Es war eine der wichtigsten Weichenstellungen für die Weltwirtschaft: Vor 70 Jahren entschieden 44 Länder im US-Dorf Bretton Woods über die Zukunft des globalen Finanzsystems. Der Erfolg hielt nicht lange stand, doch die amerikanische Dominanz ist geblieben.

Der Zweite Weltkrieg tobte noch, Europa lag in Trümmern, Frieden und Wohlstand schienen unerreichbar. Dennoch wagten es Vertreter aus 44 westlichen Ländern, bereits gemeinsam an der Wirtschaftsordnung der Zukunft zu arbeiten.

Das Ziel hatte US-Präsident Franklin D. Roosevelt ausgegeben: Freier Handel und stabile Wechselkurse sollten die Welt aus ihrem wirtschaftlichen Elend befreien. Wie genau, darüber stritten Politiker und Ökonomen vom 1. Juli 1944 an in dem beschaulichen Ferienörtchen Bretton Woods im Bundesstaat New Hampshire.

Die Geburtsstunde des Internationalen Währungsfonds

Am 22. Juli einigten sie sich auf eine Lösung - und gut ein Jahr später wurde das historische Abkommen unterzeichnet. Fortan galt ein System fester Wechselkurse mit dem Dollar als Leitwährung. Der Internationale Währungsfonds (IWF) und die Weltbank zur Stützung des Konstrukts waren geboren.
Es folgten Jahre beispielloser Wohlstandsmehrung, auch in der Bundesrepublik Deutschland, die 1949 dem Bretton-Woods-System beitrat. Nach Hyperinflation, der großen Depression und langem Krieg herrschte wieder Zuversicht in der Weltwirtschaft. Der Handel boomte, vor allem in Europa und Japan stieg der Lebensstandard rapide.

Bretton Woods war ein Machtkampf

Rückblickend klingt das alles so einfach. Doch Bretton Woods war in Wirklichkeit ein harter Machtkampf zwischen den Alliierten USA und Großbritannien. Auf britischer Seite stritt der Ökonom John Maynard Keynes, damals Berater des Schatzamtes, für den endgültigen Abschied vom Goldstandard und eine Art Weltzentralbank mit eigener Währung.

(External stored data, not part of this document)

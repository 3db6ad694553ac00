//! Error types for parameter validation, sampling, rendering, and I/O.

use thiserror::Error;

/// Everything that can go wrong between reading parameters and writing a
/// figure.
#[derive(Debug, Error)]
pub enum RabiError {
    /// A parameter or angle was NaN or infinite.
    #[error("parameter `{name}` must be finite, got {value}")]
    NonFinite { name: &'static str, value: f64 },

    /// The photon number was negative.
    #[error("photon number must be non-negative, got {0}")]
    NegativePhotonNumber(f64),

    /// The coupling strength was negative.
    #[error("coupling strength must be non-negative, got {0}")]
    NegativeCoupling(f64),

    /// The coupling term vanished with `Δ ≤ 0`, leaving the mixing angle
    /// undefined.
    #[error(
        "mixing angle is undefined for detuning {detuning} with Rabi frequency \
        {rabi_freq} (requires g²n > 0 or Δ > 0)"
    )]
    DegenerateMixingAngle { detuning: f64, rabi_freq: f64 },

    /// The effective Rabi frequency was zero, so there is no period to sample.
    #[error("effective Rabi frequency vanishes; the system does not oscillate")]
    VanishingRabiFrequency,

    /// `√(4g²n + Δ²)` overflowed `f64`.
    #[error("effective Rabi frequency is too large to represent")]
    RabiFrequencyOverflow,

    /// A state vector did not have exactly two amplitudes.
    #[error("expected a two-level state, got {0} amplitudes")]
    StateDimension(usize),

    /// A trajectory was requested with zero time samples.
    #[error("sample count must be positive")]
    NoSamples,

    /// Trajectory components had different lengths.
    #[error("trajectory components differ in length: time={time}, x={x}, y={y}, z={z}")]
    LengthMismatch { time: usize, x: usize, y: usize, z: usize },

    /// A trajectory point handed to the renderer was NaN or infinite.
    #[error("trajectory point {0} is not finite")]
    NonFinitePoint(usize),

    /// A configuration document could not be parsed.
    #[error("invalid configuration: {0}")]
    Config(#[from] toml::de::Error),

    #[error("i/o error: {0}")]
    Io(#[from] std::io::Error),

    #[error("npz error: {0}")]
    Npz(#[from] ndarray_npy::WriteNpzError),
}

pub type RabiResult<T> = Result<T, RabiError>;

/// Return `value` if finite, otherwise a [`RabiError::NonFinite`] naming it.
pub(crate) fn finite(name: &'static str, value: f64) -> RabiResult<f64> {
    value.is_finite()
        .then_some(value)
        .ok_or(RabiError::NonFinite { name, value })
}
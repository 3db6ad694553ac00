//! Bloch-sphere coordinates and sampled Rabi trajectories.

use std::{ f64::consts::TAU, path::Path };
use itertools::izip;
use ndarray as nd;
use num_complex::Complex64 as C64;
use crate::{
    config::RabiConfig,
    dynamics::{ Propagator, RabiParams },
    error::{ RabiError, RabiResult },
    hilbert::check_two_level,
    write_npz,
};

/// A point on (or in) the Bloch sphere in Cartesian coordinates.
#[derive(Copy, Clone, Debug, PartialEq)]
pub struct BlochVector {
    pub x: f64,
    pub y: f64,
    /// +z is `|g, n⟩`, -z is `|e, n - 1⟩`.
    pub z: f64,
}

/// Spherical angles of a [`BlochVector`].
#[derive(Copy, Clone, Debug, PartialEq)]
pub struct BlochAngles {
    /// Polar angle θ ∈ [0, π].
    pub theta: f64,
    /// Azimuthal angle φ ∈ [0, 2π).
    pub phi: f64,
}

impl BlochVector {
    pub fn new(x: f64, y: f64, z: f64) -> Self { Self { x, y, z } }

    /// Project a two-level state onto the Bloch sphere using the magnitudes of
    /// its amplitudes and their relative phase:
    /// ```text
    /// x = 2 r0 r1 cos(φ1 - φ0)
    /// y = 2 r0 r1 sin(φ1 - φ0)
    /// z = r0^2 - r1^2
    /// ```
    ///
    /// Fails with [`RabiError::StateDimension`] unless `psi` has exactly two
    /// elements.
    pub fn from_state<S>(psi: &nd::ArrayBase<S, nd::Ix1>) -> RabiResult<Self>
    where S: nd::Data<Elem = C64>
    {
        check_two_level(psi)?;
        let (r0, a0) = psi[0].to_polar();
        let (r1, a1) = psi[1].to_polar();
        let da = a1 - a0;
        Ok(Self {
            x: 2.0 * r0 * r1 * da.cos(),
            y: 2.0 * r0 * r1 * da.sin(),
            z: r0.powi(2) - r1.powi(2),
        })
    }

    /// Euclidean length; 1 for pure states.
    pub fn magnitude(&self) -> f64 {
        (self.x.powi(2) + self.y.powi(2) + self.z.powi(2)).sqrt()
    }

    /// Return `true` if the vector lies on the unit sphere to within `tol`.
    pub fn is_pure(&self, tol: f64) -> bool { (self.magnitude() - 1.0).abs() <= tol }

    /// Return `true` if all three components are finite.
    pub fn is_finite(&self) -> bool {
        self.x.is_finite() && self.y.is_finite() && self.z.is_finite()
    }

    /// Convert to spherical angles. The zero vector maps to `θ = φ = 0`.
    pub fn to_angles(&self) -> BlochAngles {
        let r = self.magnitude();
        if r < 1e-12 { return BlochAngles { theta: 0.0, phi: 0.0 }; }
        let theta = (self.z / r).clamp(-1.0, 1.0).acos();
        let phi = self.y.atan2(self.x).rem_euclid(TAU);
        BlochAngles { theta, phi }
    }
}

/// A sampled Bloch-sphere trajectory.
///
/// All four arrays have the same length and are index-aligned.
#[derive(Clone, Debug, PartialEq)]
pub struct Trajectory {
    time: nd::Array1<f64>,
    x: nd::Array1<f64>,
    y: nd::Array1<f64>,
    z: nd::Array1<f64>,
}

impl Trajectory {
    /// Assemble a trajectory from its components, checking that their lengths
    /// agree.
    pub fn from_components(
        time: nd::Array1<f64>,
        x: nd::Array1<f64>,
        y: nd::Array1<f64>,
        z: nd::Array1<f64>,
    ) -> RabiResult<Self>
    {
        let n = time.len();
        if x.len() != n || y.len() != n || z.len() != n {
            return Err(RabiError::LengthMismatch {
                time: n,
                x: x.len(),
                y: y.len(),
                z: z.len(),
            });
        }
        Ok(Self { time, x, y, z })
    }

    /// Sample the Bloch-sphere trajectory of `psi0` over one Rabi period using
    /// `samples` evenly spaced times.
    pub fn sample<S>(
        psi0: &nd::ArrayBase<S, nd::Ix1>,
        params: &RabiParams,
        samples: usize,
    ) -> RabiResult<Self>
    where S: nd::Data<Elem = C64>
    {
        check_two_level(psi0)?;
        let prop = Propagator::new(*params)?;
        let time = params.time_grid(samples)?;
        log::debug!(
            "sampling {} points over T = {:.6}",
            samples, TAU / prop.rabi_freq(),
        );
        let n = time.len();
        let mut x: nd::Array1<f64> = nd::Array1::zeros(n);
        let mut y: nd::Array1<f64> = nd::Array1::zeros(n);
        let mut z: nd::Array1<f64> = nd::Array1::zeros(n);
        let iter = izip!(time.iter(), x.iter_mut(), y.iter_mut(), z.iter_mut());
        for (&tk, xk, yk, zk) in iter {
            let v = BlochVector::from_state(&prop.apply(tk, psi0)?)?;
            *xk = v.x;
            *yk = v.y;
            *zk = v.z;
        }
        Ok(Self { time, x, y, z })
    }

    /// Number of sampled points.
    pub fn len(&self) -> usize { self.time.len() }

    /// Return `true` if there are no sampled points.
    pub fn is_empty(&self) -> bool { self.time.is_empty() }

    /// Sample times.
    pub fn time(&self) -> &nd::Array1<f64> { &self.time }

    /// x-coordinates.
    pub fn x(&self) -> &nd::Array1<f64> { &self.x }

    /// y-coordinates.
    pub fn y(&self) -> &nd::Array1<f64> { &self.y }

    /// z-coordinates.
    pub fn z(&self) -> &nd::Array1<f64> { &self.z }

    /// Get the `k`-th point, if it exists.
    pub fn get(&self, k: usize) -> Option<BlochVector> {
        (k < self.len()).then(|| BlochVector::new(self.x[k], self.y[k], self.z[k]))
    }

    /// Iterate over all points in time order.
    pub fn points(&self) -> impl Iterator<Item = BlochVector> + '_ {
        izip!(self.x.iter(), self.y.iter(), self.z.iter())
            .map(|(&x, &y, &z)| BlochVector::new(x, y, z))
    }

    /// Largest deviation of any point from the unit sphere.
    pub fn max_radius_error(&self) -> f64 {
        self.points()
            .map(|v| (v.magnitude() - 1.0).abs())
            .fold(0.0, f64::max)
    }

    /// Decompose into `(time, x, y, z)`.
    pub fn into_components(self)
        -> (nd::Array1<f64>, nd::Array1<f64>, nd::Array1<f64>, nd::Array1<f64>)
    {
        (self.time, self.x, self.y, self.z)
    }

    /// Write `time`, `x`, `y`, and `z` arrays to a `.npz` archive.
    pub fn save_npz<P>(&self, path: P) -> RabiResult<()>
    where P: AsRef<Path>
    {
        write_npz!(
            path.as_ref(),
            arrays: {
                "time" => &self.time,
                "x" => &self.x,
                "y" => &self.y,
                "z" => &self.z,
            }
        );
        Ok(())
    }
}

/// Sample the trajectory described by a full configuration.
pub fn rabi_trajectory(config: &RabiConfig) -> RabiResult<Trajectory> {
    let psi0 = config.state.vector()?;
    Trajectory::sample(&psi0, &config.drive, config.samples)
}
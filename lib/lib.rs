#![allow(non_snake_case)]

//! Semiclassical Rabi oscillations of a two-level system on the Bloch sphere.
//!
//! The pipeline is strictly linear: build an initial state, compose the
//! analytic propagator for a set of drive parameters, sample one Rabi period,
//! and render the resulting Bloch-sphere trajectory.

pub mod utils;
pub mod error;
pub mod config;
pub mod hilbert;
pub mod rotation;
pub mod dynamics;
pub mod bloch;
pub mod render;

pub use error::{ RabiError, RabiResult };
pub use config::RabiConfig;
pub use hilbert::{ InitialState, StateNorm, psi0 };
pub use rotation::{ Ry, Rz };
pub use dynamics::{ Propagator, RabiParams, propagator };
pub use bloch::{ BlochAngles, BlochVector, Trajectory, rabi_trajectory };
pub use render::{ BlochFigure, BlochPlot };
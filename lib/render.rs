//! Static SVG rendering of Bloch-sphere trajectories.
//!
//! A [`BlochFigure`] holds every appearance option; [`BlochFigure::render`]
//! draws a [`Trajectory`] onto an orthographic projection of the unit sphere
//! and returns the finished document as a [`BlochPlot`].

use std::{ f64::consts::TAU, fs, path::Path };
use serde::{ Deserialize, Serialize };
use crate::{
    bloch::{ BlochVector, Trajectory },
    error::{ RabiError, RabiResult },
};

// segments per great circle
const CIRCLE_SEGMENTS: usize = 96;
// points further than this from the unit sphere are reported
const RADIUS_TOL: f64 = 1e-6;
// sphere radius as a fraction of the canvas size
const SPHERE_SCALE: f64 = 0.36;

/// Appearance of a Bloch-sphere figure.
#[derive(Clone, Debug, PartialEq, Serialize, Deserialize)]
#[serde(default)]
pub struct BlochFigure {
    /// Labels for the north (+z) and south (-z) poles.
    pub labels: [String; 2],
    /// Positions of the pole labels along the z-axis, in units of the sphere
    /// radius.
    pub label_pos: [f64; 2],
    /// Width and height of the square canvas, in pixels.
    pub size: u32,
    /// Viewing azimuth and elevation, in degrees.
    pub view: [f64; 2],
    /// Fill colour of trajectory markers.
    pub point_color: String,
    /// Radius of trajectory markers, in pixels.
    pub point_radius: f64,
}

impl Default for BlochFigure {
    fn default() -> Self {
        Self {
            labels: ["|g,n⟩".into(), "|e,n−1⟩".into()],
            label_pos: [1.25, -1.35],
            size: 480,
            view: [-60.0, 30.0],
            point_color: "#1f77b4".into(),
            point_radius: 4.0,
        }
    }
}

/// A rendered figure.
#[derive(Clone, Debug, PartialEq, Eq)]
pub struct BlochPlot {
    svg: String,
    points: usize,
}

impl BlochPlot {
    /// The SVG document.
    pub fn svg(&self) -> &str { &self.svg }

    /// Number of trajectory points drawn.
    pub fn num_points(&self) -> usize { self.points }

    /// Consume `self`, returning the SVG document.
    pub fn into_svg(self) -> String { self.svg }

    /// Write the SVG document to a file.
    pub fn save<P>(&self, path: P) -> RabiResult<()>
    where P: AsRef<Path>
    {
        fs::write(path, &self.svg)?;
        Ok(())
    }
}

// orthographic camera; `depth > 0` faces the viewer
#[derive(Copy, Clone, Debug)]
struct Camera {
    right: [f64; 3],
    up: [f64; 3],
    toward: [f64; 3],
    center: f64,
    scale: f64,
}

impl Camera {
    fn new(figure: &BlochFigure) -> Self {
        let az = figure.view[0].to_radians();
        let el = figure.view[1].to_radians();
        let (saz, caz) = az.sin_cos();
        let (sel, cel) = el.sin_cos();
        let size = f64::from(figure.size);
        Self {
            right: [-saz, caz, 0.0],
            up: [-sel * caz, -sel * saz, cel],
            toward: [cel * caz, cel * saz, sel],
            center: size / 2.0,
            scale: SPHERE_SCALE * size,
        }
    }

    // (screen x, screen y, depth)
    fn project(&self, p: [f64; 3]) -> (f64, f64, f64) {
        let dot = |a: [f64; 3]| a[0] * p[0] + a[1] * p[1] + a[2] * p[2];
        (
            self.center + self.scale * dot(self.right),
            self.center - self.scale * dot(self.up),
            dot(self.toward),
        )
    }
}

fn escape(s: &str) -> String {
    s.chars()
        .map(|c| match c {
            '&' => "&amp;".to_string(),
            '<' => "&lt;".to_string(),
            '>' => "&gt;".to_string(),
            '\'' => "&apos;".to_string(),
            '"' => "&quot;".to_string(),
            c => c.to_string(),
        })
        .collect()
}

fn great_circle<F>(camera: &Camera, f: F) -> Vec<String>
where F: Fn(f64) -> [f64; 3]
{
    (0..CIRCLE_SEGMENTS)
        .map(|k| {
            let t0 = TAU * k as f64 / CIRCLE_SEGMENTS as f64;
            let t1 = TAU * (k + 1) as f64 / CIRCLE_SEGMENTS as f64;
            let (x0, y0, d0) = camera.project(f(t0));
            let (x1, y1, d1) = camera.project(f(t1));
            let dash = if d0 + d1 < 0.0 { " stroke-dasharray='3,3'" } else { "" };
            format!(
                "<line x1='{:.2}' y1='{:.2}' x2='{:.2}' y2='{:.2}' \
                stroke='#888888' stroke-width='1'{} />",
                x0, y0, x1, y1, dash,
            )
        })
        .collect()
}

impl BlochFigure {
    /// Draw `trajectory` on the sphere.
    ///
    /// Fails if any point is not finite. Points more than `1e-6` away from the
    /// unit sphere are still drawn, but a warning is logged.
    pub fn render(&self, trajectory: &Trajectory) -> RabiResult<BlochPlot> {
        let mut points: Vec<BlochVector> = Vec::with_capacity(trajectory.len());
        for (k, v) in trajectory.points().enumerate() {
            if !v.is_finite() { return Err(RabiError::NonFinitePoint(k)); }
            if !v.is_pure(RADIUS_TOL) {
                log::warn!(
                    "point {} lies off the unit sphere (|v| = {:.9})",
                    k, v.magnitude(),
                );
            }
            points.push(v);
        }

        let camera = Camera::new(self);
        let mut parts = vec![format!(
            "<svg xmlns='http://www.w3.org/2000/svg' width='{w}' height='{w}' \
            viewBox='0 0 {w} {w}'>",
            w = self.size,
        )];
        parts.push(format!(
            "<rect width='{w}' height='{w}' fill='#ffffff' />",
            w = self.size,
        ));
        parts.push(format!(
            "<circle cx='{c:.2}' cy='{c:.2}' r='{r:.2}' fill='#f0f0f5' \
            fill-opacity='0.6' stroke='#555555' stroke-width='1.5' />",
            c = camera.center,
            r = camera.scale,
        ));

        parts.extend(great_circle(&camera, |t| [t.cos(), t.sin(), 0.0]));
        parts.extend(great_circle(&camera, |t| [t.cos(), 0.0, t.sin()]));
        parts.extend(great_circle(&camera, |t| [0.0, t.cos(), t.sin()]));

        for axis in [[1.0, 0.0, 0.0], [0.0, 1.0, 0.0], [0.0, 0.0, 1.0]] {
            let (x0, y0, _) = camera.project(axis.map(|a: f64| -a));
            let (x1, y1, _) = camera.project(axis);
            parts.push(format!(
                "<line x1='{:.2}' y1='{:.2}' x2='{:.2}' y2='{:.2}' \
                stroke='#555555' stroke-width='0.8' />",
                x0, y0, x1, y1,
            ));
        }

        for (label, &z) in self.labels.iter().zip(self.label_pos.iter()) {
            let (x, y, _) = camera.project([0.0, 0.0, z]);
            parts.push(format!(
                "<text x='{:.2}' y='{:.2}' font-family='serif' font-size='18' \
                text-anchor='middle' dominant-baseline='middle'>{}</text>",
                x, y, escape(label),
            ));
        }

        // far side first so near markers overlap it
        let mut projected: Vec<(f64, f64, f64)>
            = points.iter()
            .map(|v| camera.project([v.x, v.y, v.z]))
            .collect();
        projected.sort_by(|a, b| a.2.total_cmp(&b.2));
        for (x, y, depth) in projected {
            let opacity = if depth < 0.0 { 0.35 } else { 1.0 };
            parts.push(format!(
                "<circle cx='{:.2}' cy='{:.2}' r='{:.2}' fill='{}' \
                fill-opacity='{:.2}' />",
                x, y, self.point_radius, escape(&self.point_color), opacity,
            ));
        }

        parts.push("</svg>".into());
        log::debug!("rendered {} points", points.len());
        Ok(BlochPlot { svg: parts.join(""), points: points.len() })
    }
}

#[cfg(test)]
mod test {
    use ndarray as nd;
    use super::*;

    fn two_points() -> Trajectory {
        Trajectory::from_components(
            nd::array![0.0, 1.0],
            nd::array![1.0, 0.0],
            nd::array![0.0, 0.0],
            nd::array![0.0, -1.0],
        ).unwrap()
    }

    #[test]
    fn draws_every_point_and_label() {
        let figure = BlochFigure::default();
        let plot = figure.render(&two_points()).unwrap();
        assert_eq!(plot.num_points(), 2);
        let svg = plot.svg();
        assert!(svg.starts_with("<svg"));
        assert!(svg.ends_with("</svg>"));
        assert!(svg.contains("|g,n⟩"));
        assert!(svg.contains("|e,n−1⟩"));
        assert_eq!(svg.matches("fill='#1f77b4'").count(), 2);
    }

    #[test]
    fn escapes_labels() {
        let figure = BlochFigure {
            labels: ["<g>".into(), "a & b".into()],
            ..BlochFigure::default()
        };
        let svg = figure.render(&two_points()).unwrap().into_svg();
        assert!(svg.contains("&lt;g&gt;"));
        assert!(svg.contains("a &amp; b"));
    }

    #[test]
    fn rejects_non_finite_points() {
        let traj = Trajectory::from_components(
            nd::array![0.0, 1.0],
            nd::array![0.0, f64::NAN],
            nd::array![0.0, 0.0],
            nd::array![1.0, 0.0],
        ).unwrap();
        assert!(matches!(
            BlochFigure::default().render(&traj),
            Err(RabiError::NonFinitePoint(1)),
        ));
    }

    #[test]
    fn north_pole_projects_above_center() {
        let figure = BlochFigure::default();
        let camera = Camera::new(&figure);
        let (x, y, _) = camera.project([0.0, 0.0, 1.0]);
        assert!((x - camera.center).abs() < 1e-9);
        assert!(y < camera.center);
    }

    #[test]
    fn empty_trajectory_draws_sphere_only() {
        let traj = Trajectory::from_components(
            nd::Array1::zeros(0),
            nd::Array1::zeros(0),
            nd::Array1::zeros(0),
            nd::Array1::zeros(0),
        ).unwrap();
        let plot = BlochFigure::default().render(&traj).unwrap();
        assert_eq!(plot.num_points(), 0);
        assert!(plot.svg().contains("<circle"));
    }
}
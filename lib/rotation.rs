//! Single-qubit rotation matrices and matrix helpers.

use ndarray as nd;
use num_complex::Complex64 as C64;
use num_traits::{ One, Zero };
use crate::c;

/// Rotation by `theta` about the Bloch-sphere y-axis:
/// ```text
/// [ cos(θ/2)  -sin(θ/2) ]
/// [ sin(θ/2)   cos(θ/2) ]
/// ```
pub fn Ry(theta: f64) -> nd::Array2<C64> {
    let (s, c) = (theta / 2.0).sin_cos();
    nd::array![
        [c!(c), c!(-s)],
        [c!(s), c!(c) ],
    ]
}

/// Rotation by `theta` about the Bloch-sphere z-axis:
/// ```text
/// [ exp(-i θ/2)      0      ]
/// [      0      exp(i θ/2)  ]
/// ```
pub fn Rz(theta: f64) -> nd::Array2<C64> {
    let half = theta / 2.0;
    nd::array![
        [c!(i -half).exp(), C64::zero()       ],
        [C64::zero(),       c!(i half).exp()  ],
    ]
}

/// Conjugate transpose of a matrix.
pub fn dagger<S>(M: &nd::ArrayBase<S, nd::Ix2>) -> nd::Array2<C64>
where S: nd::Data<Elem = C64>
{
    M.t().mapv(|m| m.conj())
}

/// Return `true` if `M M†` is the identity to within `tol` in every element.
pub fn is_unitary<S>(M: &nd::ArrayBase<S, nd::Ix2>, tol: f64) -> bool
where S: nd::Data<Elem = C64>
{
    let (n, m) = M.dim();
    if n != m { return false; }
    M.dot(&dagger(M))
        .indexed_iter()
        .all(|((i, j), p)| {
            let target = if i == j { C64::one() } else { C64::zero() };
            (p - target).norm() <= tol
        })
}

#[cfg(test)]
mod test {
    use std::f64::consts::{ FRAC_PI_2, PI, TAU };
    use approx::assert_relative_eq;
    use super::*;

    #[test]
    fn identities_at_zero() {
        let id: nd::Array2<C64> = nd::Array2::eye(2);
        assert_eq!(Ry(0.0), id);
        assert_eq!(Rz(0.0), id);
    }

    #[test]
    fn ry_pi_swaps_poles() {
        // Ry(π) |g⟩ = |e⟩
        let psi = Ry(PI).dot(&nd::array![C64::one(), C64::zero()]);
        assert_relative_eq!(psi[0].norm(), 0.0, epsilon = 1e-12);
        assert_relative_eq!(psi[1].re, 1.0, epsilon = 1e-12);
        assert!(is_unitary(&Ry(FRAC_PI_2), 1e-12));
    }

    #[test]
    fn rz_full_turn_is_minus_identity() {
        let m = Rz(TAU);
        assert_relative_eq!(m[[0, 0]].re, -1.0, epsilon = 1e-12);
        assert_relative_eq!(m[[1, 1]].re, -1.0, epsilon = 1e-12);
        assert_relative_eq!(m[[0, 0]].im, 0.0, epsilon = 1e-12);
    }

    #[test]
    fn inverse_is_negative_angle() {
        let theta = 0.7;
        let prod = Ry(theta).dot(&Ry(-theta));
        assert!(is_unitary(&prod, 1e-12));
        assert_relative_eq!(prod[[0, 0]].re, 1.0, epsilon = 1e-12);
        assert_relative_eq!(prod[[0, 1]].norm(), 0.0, epsilon = 1e-12);
    }

    #[test]
    fn detects_non_unitary() {
        let m = nd::array![[C64::one(), C64::one()], [C64::zero(), C64::one()]];
        assert!(!is_unitary(&m, 1e-9));
        let rect: nd::Array2<C64> = nd::Array2::zeros((2, 3));
        assert!(!is_unitary(&rect, 1e-9));
    }
}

Auf der Gegenseite wollte der US-Verhandlungsführer Harry Dexter White den Dollar ins Zentrum stellen, dessen Wert schon seit Jahren an das Gold gebunden war. Der Amerikaner setzte sich durch: Die anderen Währungen wurden fest an den Dollar gekoppelt, so dass sie indirekt auch zu „Goldwährungen“ wurden. Die USA verpflichteten sich, auf Anfrage das Dollar-Guthaben anderer Länder in Gold einzutauschen.

Keynes gegen White

Beide Systeme hatten einen gravierenden Unterschied: Keynes wollte die Länder dazu bringen, mit Hilfe von Auf- und Abwertung ihrer Währungen stets ihre Zahlungsbilanzen auszugleichen. Whites Plan, dessen Land damals eine Exportmacht war, erlaubte hingegen allein den Importnationen, ihre Währungen entscheidend abzuwerten. Der IWF sollte die notwendigen Anpassungen unterstützen und überwachen.

Blick in den Tagungsraum von Bretton Woods. Das Ziel, eine Stabilität der Wechselkurse zu erreichen, sollte durch die Bindung des US-Dollar ans Gold sowie feste Wechselkurse der übrigen Währungen gegenüber der Leitwährung erreicht werden.
Blick in den Tagungsraum von Bretton Woods. Das Ziel, eine Stabilität der Wechselkurse zu erreichen, sollte durch die Bindung des US-Dollar ans Gold sowie feste Wechselkurse der übrigen Währungen gegenüber der Leitwährung erreicht werden.

© UPI/dpa

Resultat war ein starres, einseitiges System, das nicht mit den raschen Veränderungen in der Weltwirtschaft mithielt. Während Länder wie Deutschland bei Exporten zulegten, rutschte die US-Zahlungsbilanz etwa durch große Kosten für Entwicklungshilfe und Militäreinsätze tief ins Minus - das Land überschwemmte die Welt mit dem überteuerten Dollar. Die Empfänger beklagten die „importierte Inflation“.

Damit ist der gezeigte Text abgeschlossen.